MATERIAL SHOWN |
========================================

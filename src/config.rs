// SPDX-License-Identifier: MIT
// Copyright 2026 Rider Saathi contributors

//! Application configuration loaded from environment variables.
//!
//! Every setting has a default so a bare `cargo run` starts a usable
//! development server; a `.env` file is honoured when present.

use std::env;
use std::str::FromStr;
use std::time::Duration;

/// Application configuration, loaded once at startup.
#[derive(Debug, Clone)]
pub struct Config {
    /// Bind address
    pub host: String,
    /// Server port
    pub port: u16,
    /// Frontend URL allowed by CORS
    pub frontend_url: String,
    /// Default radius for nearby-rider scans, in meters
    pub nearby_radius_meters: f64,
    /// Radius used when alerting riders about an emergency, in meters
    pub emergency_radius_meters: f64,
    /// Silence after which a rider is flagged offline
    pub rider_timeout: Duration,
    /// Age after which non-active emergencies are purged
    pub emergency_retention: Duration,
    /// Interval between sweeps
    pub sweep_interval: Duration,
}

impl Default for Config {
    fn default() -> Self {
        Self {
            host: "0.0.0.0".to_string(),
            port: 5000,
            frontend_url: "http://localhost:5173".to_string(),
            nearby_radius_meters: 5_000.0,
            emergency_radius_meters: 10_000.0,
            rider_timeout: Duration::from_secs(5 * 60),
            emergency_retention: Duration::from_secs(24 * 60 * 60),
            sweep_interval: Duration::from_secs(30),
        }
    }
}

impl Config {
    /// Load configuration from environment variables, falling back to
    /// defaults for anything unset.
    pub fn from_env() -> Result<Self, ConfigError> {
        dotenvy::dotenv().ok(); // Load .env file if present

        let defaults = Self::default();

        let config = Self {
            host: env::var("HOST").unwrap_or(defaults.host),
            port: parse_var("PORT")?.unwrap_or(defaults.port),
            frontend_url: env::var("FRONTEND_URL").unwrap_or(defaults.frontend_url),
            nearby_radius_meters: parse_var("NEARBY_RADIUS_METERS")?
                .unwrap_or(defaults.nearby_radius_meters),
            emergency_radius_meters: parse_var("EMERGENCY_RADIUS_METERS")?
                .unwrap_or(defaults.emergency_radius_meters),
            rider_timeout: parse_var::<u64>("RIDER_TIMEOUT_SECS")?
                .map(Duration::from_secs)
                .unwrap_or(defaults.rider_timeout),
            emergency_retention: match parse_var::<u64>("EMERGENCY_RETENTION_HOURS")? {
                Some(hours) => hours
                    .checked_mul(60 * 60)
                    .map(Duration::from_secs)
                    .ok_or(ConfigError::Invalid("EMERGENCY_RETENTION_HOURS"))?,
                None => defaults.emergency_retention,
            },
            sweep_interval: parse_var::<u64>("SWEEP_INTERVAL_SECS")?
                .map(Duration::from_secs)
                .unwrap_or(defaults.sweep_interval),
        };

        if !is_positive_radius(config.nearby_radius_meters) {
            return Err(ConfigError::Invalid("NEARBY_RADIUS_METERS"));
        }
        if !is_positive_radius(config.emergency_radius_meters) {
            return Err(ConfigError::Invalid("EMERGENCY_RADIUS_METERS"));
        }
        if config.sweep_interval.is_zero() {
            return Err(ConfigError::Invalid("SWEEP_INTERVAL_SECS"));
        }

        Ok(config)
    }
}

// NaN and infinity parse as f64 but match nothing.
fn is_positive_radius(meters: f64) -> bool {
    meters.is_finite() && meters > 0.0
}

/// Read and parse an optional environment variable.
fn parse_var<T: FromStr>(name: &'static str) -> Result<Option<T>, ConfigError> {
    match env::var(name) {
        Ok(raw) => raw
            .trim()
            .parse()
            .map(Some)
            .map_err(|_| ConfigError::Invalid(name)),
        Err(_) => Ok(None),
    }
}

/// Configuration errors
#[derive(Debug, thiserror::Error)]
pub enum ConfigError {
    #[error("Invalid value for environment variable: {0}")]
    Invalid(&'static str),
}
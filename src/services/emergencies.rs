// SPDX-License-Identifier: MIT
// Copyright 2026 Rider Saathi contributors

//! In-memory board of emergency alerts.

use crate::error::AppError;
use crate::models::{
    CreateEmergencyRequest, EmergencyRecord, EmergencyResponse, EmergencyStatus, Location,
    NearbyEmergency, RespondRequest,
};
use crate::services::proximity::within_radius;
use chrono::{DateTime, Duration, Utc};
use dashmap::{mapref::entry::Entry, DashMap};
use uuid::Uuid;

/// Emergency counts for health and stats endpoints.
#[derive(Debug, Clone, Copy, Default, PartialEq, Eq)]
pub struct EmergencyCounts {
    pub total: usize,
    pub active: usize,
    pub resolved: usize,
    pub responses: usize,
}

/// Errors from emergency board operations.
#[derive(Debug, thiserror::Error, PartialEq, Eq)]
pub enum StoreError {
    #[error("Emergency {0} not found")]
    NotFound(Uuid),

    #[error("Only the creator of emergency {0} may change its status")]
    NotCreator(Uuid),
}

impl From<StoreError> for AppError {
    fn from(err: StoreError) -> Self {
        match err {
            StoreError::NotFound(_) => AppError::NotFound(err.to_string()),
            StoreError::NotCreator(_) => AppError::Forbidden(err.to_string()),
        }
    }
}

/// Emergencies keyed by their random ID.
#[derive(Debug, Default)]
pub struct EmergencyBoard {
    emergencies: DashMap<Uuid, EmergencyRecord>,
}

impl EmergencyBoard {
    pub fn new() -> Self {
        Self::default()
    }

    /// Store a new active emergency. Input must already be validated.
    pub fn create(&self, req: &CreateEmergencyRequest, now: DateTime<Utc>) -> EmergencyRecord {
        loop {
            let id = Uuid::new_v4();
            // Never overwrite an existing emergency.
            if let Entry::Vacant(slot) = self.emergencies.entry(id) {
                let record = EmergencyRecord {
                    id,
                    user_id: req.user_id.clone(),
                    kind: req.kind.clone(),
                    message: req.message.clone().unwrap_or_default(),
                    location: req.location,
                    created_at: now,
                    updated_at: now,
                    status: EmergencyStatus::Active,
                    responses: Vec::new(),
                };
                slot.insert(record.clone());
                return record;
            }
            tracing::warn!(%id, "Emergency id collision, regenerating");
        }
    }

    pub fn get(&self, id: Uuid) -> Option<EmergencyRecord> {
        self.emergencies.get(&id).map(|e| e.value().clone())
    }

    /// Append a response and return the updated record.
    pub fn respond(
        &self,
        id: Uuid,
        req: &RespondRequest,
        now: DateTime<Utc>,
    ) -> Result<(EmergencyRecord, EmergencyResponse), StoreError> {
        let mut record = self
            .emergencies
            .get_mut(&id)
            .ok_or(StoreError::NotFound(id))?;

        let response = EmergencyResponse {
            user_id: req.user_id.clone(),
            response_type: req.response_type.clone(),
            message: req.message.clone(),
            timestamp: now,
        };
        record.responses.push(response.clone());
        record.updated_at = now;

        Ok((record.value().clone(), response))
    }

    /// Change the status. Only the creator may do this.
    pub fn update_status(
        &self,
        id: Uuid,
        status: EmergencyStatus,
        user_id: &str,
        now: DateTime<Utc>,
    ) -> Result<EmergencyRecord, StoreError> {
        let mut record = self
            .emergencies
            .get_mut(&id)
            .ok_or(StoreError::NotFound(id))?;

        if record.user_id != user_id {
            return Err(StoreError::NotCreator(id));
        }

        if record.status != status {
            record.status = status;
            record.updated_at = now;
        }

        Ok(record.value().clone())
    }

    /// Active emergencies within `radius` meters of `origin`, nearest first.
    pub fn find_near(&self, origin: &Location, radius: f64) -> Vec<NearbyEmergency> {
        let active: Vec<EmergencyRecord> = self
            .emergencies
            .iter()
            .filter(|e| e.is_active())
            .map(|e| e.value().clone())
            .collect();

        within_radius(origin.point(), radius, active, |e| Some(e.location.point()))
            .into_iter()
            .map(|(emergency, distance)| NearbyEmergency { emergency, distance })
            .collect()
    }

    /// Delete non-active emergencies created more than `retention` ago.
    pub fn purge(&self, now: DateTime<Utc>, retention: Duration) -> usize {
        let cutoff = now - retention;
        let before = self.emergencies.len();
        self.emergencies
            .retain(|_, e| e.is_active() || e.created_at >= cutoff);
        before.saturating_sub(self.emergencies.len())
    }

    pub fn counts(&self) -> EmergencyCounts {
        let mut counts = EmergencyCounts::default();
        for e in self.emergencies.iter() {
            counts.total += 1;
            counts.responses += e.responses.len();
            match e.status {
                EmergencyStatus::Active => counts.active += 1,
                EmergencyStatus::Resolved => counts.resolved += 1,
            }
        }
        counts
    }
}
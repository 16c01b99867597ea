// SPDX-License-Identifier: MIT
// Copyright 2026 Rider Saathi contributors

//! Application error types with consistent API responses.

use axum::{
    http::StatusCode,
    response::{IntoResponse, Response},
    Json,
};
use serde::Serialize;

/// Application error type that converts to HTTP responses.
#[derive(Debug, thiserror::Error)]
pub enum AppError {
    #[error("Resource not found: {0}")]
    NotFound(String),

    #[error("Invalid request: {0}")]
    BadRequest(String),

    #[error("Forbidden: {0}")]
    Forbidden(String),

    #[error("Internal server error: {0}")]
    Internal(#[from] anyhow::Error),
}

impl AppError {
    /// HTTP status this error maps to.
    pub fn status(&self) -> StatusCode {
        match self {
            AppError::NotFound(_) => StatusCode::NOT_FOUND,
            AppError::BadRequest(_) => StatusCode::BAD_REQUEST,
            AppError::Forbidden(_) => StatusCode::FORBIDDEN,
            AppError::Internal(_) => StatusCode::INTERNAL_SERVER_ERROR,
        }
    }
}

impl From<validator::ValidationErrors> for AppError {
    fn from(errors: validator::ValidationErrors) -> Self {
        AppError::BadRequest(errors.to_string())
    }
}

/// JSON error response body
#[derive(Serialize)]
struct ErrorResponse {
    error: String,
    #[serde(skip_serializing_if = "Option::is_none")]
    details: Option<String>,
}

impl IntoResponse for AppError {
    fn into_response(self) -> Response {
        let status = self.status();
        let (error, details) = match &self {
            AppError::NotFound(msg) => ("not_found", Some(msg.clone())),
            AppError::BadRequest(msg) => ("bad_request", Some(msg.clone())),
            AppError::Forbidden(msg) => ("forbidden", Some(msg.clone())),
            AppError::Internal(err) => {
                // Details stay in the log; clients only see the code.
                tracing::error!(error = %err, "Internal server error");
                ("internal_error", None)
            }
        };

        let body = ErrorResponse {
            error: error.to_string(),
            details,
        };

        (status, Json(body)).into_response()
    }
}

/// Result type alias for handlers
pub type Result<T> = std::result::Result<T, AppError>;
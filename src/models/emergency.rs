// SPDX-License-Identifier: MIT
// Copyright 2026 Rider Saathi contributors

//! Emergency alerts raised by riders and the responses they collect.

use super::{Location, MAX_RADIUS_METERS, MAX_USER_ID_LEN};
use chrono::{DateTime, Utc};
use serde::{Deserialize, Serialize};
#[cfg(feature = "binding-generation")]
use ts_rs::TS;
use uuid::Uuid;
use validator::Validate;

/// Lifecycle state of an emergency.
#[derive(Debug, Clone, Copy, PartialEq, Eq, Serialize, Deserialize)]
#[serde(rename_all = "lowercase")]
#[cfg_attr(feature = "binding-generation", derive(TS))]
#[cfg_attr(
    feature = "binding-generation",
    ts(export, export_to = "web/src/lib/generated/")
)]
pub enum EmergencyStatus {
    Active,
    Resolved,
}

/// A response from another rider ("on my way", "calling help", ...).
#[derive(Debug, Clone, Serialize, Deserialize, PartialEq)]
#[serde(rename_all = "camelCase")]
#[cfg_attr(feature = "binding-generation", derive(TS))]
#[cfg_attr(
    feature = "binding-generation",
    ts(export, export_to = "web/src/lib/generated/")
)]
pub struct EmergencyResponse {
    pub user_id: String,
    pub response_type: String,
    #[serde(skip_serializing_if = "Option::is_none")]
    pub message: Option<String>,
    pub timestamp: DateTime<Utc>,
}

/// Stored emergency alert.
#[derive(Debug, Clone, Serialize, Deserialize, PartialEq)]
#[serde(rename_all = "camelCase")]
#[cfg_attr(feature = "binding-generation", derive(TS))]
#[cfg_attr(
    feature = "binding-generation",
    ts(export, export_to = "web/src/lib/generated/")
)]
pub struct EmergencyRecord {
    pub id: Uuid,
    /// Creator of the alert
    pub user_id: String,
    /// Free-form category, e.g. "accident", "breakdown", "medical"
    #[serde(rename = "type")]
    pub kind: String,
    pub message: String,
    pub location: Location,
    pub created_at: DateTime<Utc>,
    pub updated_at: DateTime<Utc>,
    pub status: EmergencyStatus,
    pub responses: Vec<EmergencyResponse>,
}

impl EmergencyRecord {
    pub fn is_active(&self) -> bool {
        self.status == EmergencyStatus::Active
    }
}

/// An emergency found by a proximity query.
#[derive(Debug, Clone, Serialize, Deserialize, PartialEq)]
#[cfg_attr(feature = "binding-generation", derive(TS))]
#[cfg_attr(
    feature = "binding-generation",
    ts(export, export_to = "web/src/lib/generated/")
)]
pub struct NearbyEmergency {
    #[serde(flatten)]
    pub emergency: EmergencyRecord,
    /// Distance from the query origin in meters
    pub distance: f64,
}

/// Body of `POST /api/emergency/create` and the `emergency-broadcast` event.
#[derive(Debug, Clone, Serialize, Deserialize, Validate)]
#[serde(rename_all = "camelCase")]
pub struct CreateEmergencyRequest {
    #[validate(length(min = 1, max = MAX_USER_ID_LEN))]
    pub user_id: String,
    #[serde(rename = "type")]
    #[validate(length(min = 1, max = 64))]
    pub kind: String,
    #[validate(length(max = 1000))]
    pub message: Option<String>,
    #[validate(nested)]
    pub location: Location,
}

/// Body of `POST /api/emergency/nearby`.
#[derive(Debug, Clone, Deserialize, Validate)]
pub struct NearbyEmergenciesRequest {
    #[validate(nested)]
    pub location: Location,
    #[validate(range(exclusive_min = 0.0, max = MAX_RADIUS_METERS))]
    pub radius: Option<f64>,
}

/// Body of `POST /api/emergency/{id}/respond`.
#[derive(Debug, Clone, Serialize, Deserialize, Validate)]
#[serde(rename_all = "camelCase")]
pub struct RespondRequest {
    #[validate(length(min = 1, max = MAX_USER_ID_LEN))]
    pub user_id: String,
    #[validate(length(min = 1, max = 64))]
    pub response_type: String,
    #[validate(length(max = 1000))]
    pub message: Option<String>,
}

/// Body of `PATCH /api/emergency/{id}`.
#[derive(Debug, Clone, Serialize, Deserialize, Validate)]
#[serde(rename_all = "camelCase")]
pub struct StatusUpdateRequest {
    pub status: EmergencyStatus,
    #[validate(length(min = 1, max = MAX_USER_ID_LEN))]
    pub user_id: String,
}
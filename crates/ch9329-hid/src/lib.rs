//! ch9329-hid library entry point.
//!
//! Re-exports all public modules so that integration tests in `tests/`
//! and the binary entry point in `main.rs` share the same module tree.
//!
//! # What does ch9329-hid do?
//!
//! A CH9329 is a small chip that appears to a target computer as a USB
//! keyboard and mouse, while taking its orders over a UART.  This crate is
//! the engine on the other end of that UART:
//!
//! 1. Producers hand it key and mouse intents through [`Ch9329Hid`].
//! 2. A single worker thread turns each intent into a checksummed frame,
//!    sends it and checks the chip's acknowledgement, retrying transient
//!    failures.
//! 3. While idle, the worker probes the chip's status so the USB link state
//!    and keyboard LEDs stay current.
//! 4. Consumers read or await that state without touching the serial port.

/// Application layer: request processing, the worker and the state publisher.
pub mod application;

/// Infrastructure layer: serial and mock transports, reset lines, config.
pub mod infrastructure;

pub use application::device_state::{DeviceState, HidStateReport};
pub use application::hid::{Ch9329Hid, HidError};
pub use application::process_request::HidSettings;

========================================

Beginning at the top of the data, extract each line through the line containing "pub struct Config" and return those lines exactly, with nothing added.

filename src/config.rs
// SPDX-License-Identifier: MIT
// Copyright 2026 Rider Saathi contributors

//! Application configuration loaded from environment variables.
//!
//! Every setting has a default so a bare `cargo run` starts a usable
//! development server; a `.env` file is honoured when present.

use std::env;
use std::str::FromStr;
use std::time::Duration;

/// Application configuration, loaded once at startup.
#[derive(Debug, Clone)]
pub struct Config {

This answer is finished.